By now, perhaps, you anticipate the punch line: like the risk-tolerant investor who cares only about return and gives not a damn about risk, the libertarian concentrates only on mean societal wealth—raw, unvarnished per-capita GDP—and not the damage done by the variance. And just like the risk-adverse T-bill owner, those on the left care only about the variance, and ignore the damage done by overly vigorous leveling to the mean. (Another tip-off to where someone lies in the political spectrum: Is the mean or the median the preferred summary descriptor?)

But here, unfortunately, the similarity ends. Whereas both financial species usually have some insight into the nature of their portfolio choices, those at either end of the political spectrum are about as self-aware as Donald Trump.

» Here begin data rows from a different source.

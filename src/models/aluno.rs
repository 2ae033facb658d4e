// src/models/aluno.rs
use serde::{Deserialize, Deserializer, Serialize};

/// Um aluno tal como o backend o devolve (já com `id` atribuído).
#[derive(Debug, Clone, PartialEq, Eq, Serialize, Deserialize)]
pub struct Aluno {
    pub id: i64,
    #[serde(default, deserialize_with = "null_as_empty")]
    pub nome: String,
    #[serde(default, deserialize_with = "null_as_empty")]
    pub cpf: String,
    #[serde(default, deserialize_with = "null_as_empty")]
    pub email: String,
    #[serde(default, deserialize_with = "null_as_empty")]
    pub dt_nascimento: String, // YYYY-MM-DD (ou datetime ISO vindo do backend)
    #[serde(default, deserialize_with = "null_as_empty")]
    pub celular: String,
    #[serde(default)]
    pub apelido: Option<String>, // Único campo opcional
    #[serde(default, deserialize_with = "null_as_empty")]
    pub matricula: String,
}

// O backend pode mandar `null` em vez de omitir o campo
fn null_as_empty<'de, D>(deserializer: D) -> Result<String, D::Error>
where
    D: Deserializer<'de>,
{
    Ok(Option::<String>::deserialize(deserializer)?.unwrap_or_default())
}

/// Valores do formulário (rascunho). Pode estar incompleto ou inválido;
/// também é o corpo enviado em POST /aluno e PUT /aluno/{id}.
#[derive(Debug, Clone, Default, PartialEq, Eq, Serialize, Deserialize)]
pub struct AlunoDraft {
    #[serde(default)]
    pub nome: String,
    #[serde(default)]
    pub cpf: String,
    #[serde(default)]
    pub email: String,
    #[serde(default)]
    pub dt_nascimento: String,
    #[serde(default)]
    pub celular: String,
    #[serde(default)]
    pub apelido: String,
    #[serde(default)]
    pub matricula: String,
}

impl AlunoDraft {
    /// Preenche um rascunho a partir de um aluno do servidor.
    /// Campos ausentes viram texto vazio, nunca ficam indefinidos.
    pub fn from_aluno(aluno: &Aluno) -> Self {
        Self {
            nome: aluno.nome.clone(),
            cpf: aluno.cpf.clone(),
            email: aluno.email.clone(),
            // Datas do backend podem vir como "2000-01-15T00:00:00.000Z"
            dt_nascimento: aluno
                .dt_nascimento
                .split('T')
                .next()
                .unwrap_or_default()
                .to_string(),
            celular: aluno.celular.clone(),
            apelido: aluno.apelido.clone().unwrap_or_default(),
            matricula: aluno.matricula.clone(),
        }
    }

    pub fn get(&self, field: Field) -> &str {
        match field {
            Field::Nome => &self.nome,
            Field::Cpf => &self.cpf,
            Field::Email => &self.email,
            Field::DtNascimento => &self.dt_nascimento,
            Field::Celular => &self.celular,
            Field::Apelido => &self.apelido,
            Field::Matricula => &self.matricula,
        }
    }

    pub fn set(&mut self, field: Field, value: impl Into<String>) {
        let value = value.into();
        match field {
            Field::Nome => self.nome = value,
            Field::Cpf => self.cpf = value,
            Field::Email => self.email = value,
            Field::DtNascimento => self.dt_nascimento = value,
            Field::Celular => self.celular = value,
            Field::Apelido => self.apelido = value,
            Field::Matricula => self.matricula = value,
        }
    }
}

/// Campos do formulário, na ordem em que aparecem na página.
#[derive(Debug, Clone, Copy, PartialEq, Eq, PartialOrd, Ord, Hash, Serialize, Deserialize)]
#[serde(rename_all = "snake_case")]
pub enum Field {
    Nome,
    Cpf,
    Email,
    DtNascimento,
    Celular,
    Apelido,
    Matricula,
}

impl Field {
    pub const ALL: [Field; 7] = [
        Field::Nome,
        Field::Cpf,
        Field::Email,
        Field::DtNascimento,
        Field::Celular,
        Field::Apelido,
        Field::Matricula,
    ];

    /// Nome do campo no HTML e no JSON do backend
    pub fn name(&self) -> &'static str {
        match self {
            Field::Nome => "nome",
            Field::Cpf => "cpf",
            Field::Email => "email",
            Field::DtNascimento => "dt_nascimento",
            Field::Celular => "celular",
            Field::Apelido => "apelido",
            Field::Matricula => "matricula",
        }
    }

    pub fn label(&self) -> &'static str {
        match self {
            Field::Nome => "Nome",
            Field::Cpf => "CPF",
            Field::Email => "Email",
            Field::DtNascimento => "Data de Nascimento",
            Field::Celular => "Celular",
            Field::Apelido => "Apelido",
            Field::Matricula => "Matrícula",
        }
    }

    /// Tipo do <input> correspondente
    pub fn input_type(&self) -> &'static str {
        match self {
            Field::Email => "email",
            Field::DtNascimento => "date",
            _ => "text",
        }
    }

    /// Máscara exibida como placeholder (a máscara em si é do widget, fora do âmbito)
    pub fn placeholder(&self) -> &'static str {
        match self {
            Field::Cpf => "999.999.999-99",
            Field::Celular => "(99) 99999-9999",
            _ => "",
        }
    }
}

/// Envelope usado pelo backend: `{ "data": ... }`
#[derive(Debug, Clone, Serialize, Deserialize)]
pub struct ApiEnvelope<T> {
    pub data: T,
}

Liberals seem blissfully unaware of the potential dangers of too-generous public spending and over-regulation, while libertarians are congenitally unable to recognize the highly corrosive nature of increasing wealth and income inequalities. Further, the tails at both political extremes are much fatter than those at the financial extremes.

I can excuse those on the left, most of whom never got within, shall we say, shouting distance of an economics classroom. My libertarian friends in finance, however, I find hard to fathom. While they have little trouble understanding the application of mean-variance to money management, when they approach politics and social policy, they become strangely dyslexic.

The quality of political discourse in this nation would improve greatly if our national-policy debates emulated the deliberations of a collegial investment committee consisting of individuals with varying degrees of risk tolerance as it gropes towards an agreement on the risk/reward characteristics of its investment portfolio.

There is much progress to be made on both sides. Those on the left need a better understanding of the mean; those on the right, the variance, and both need to clearly grasp the tradeoffs therein.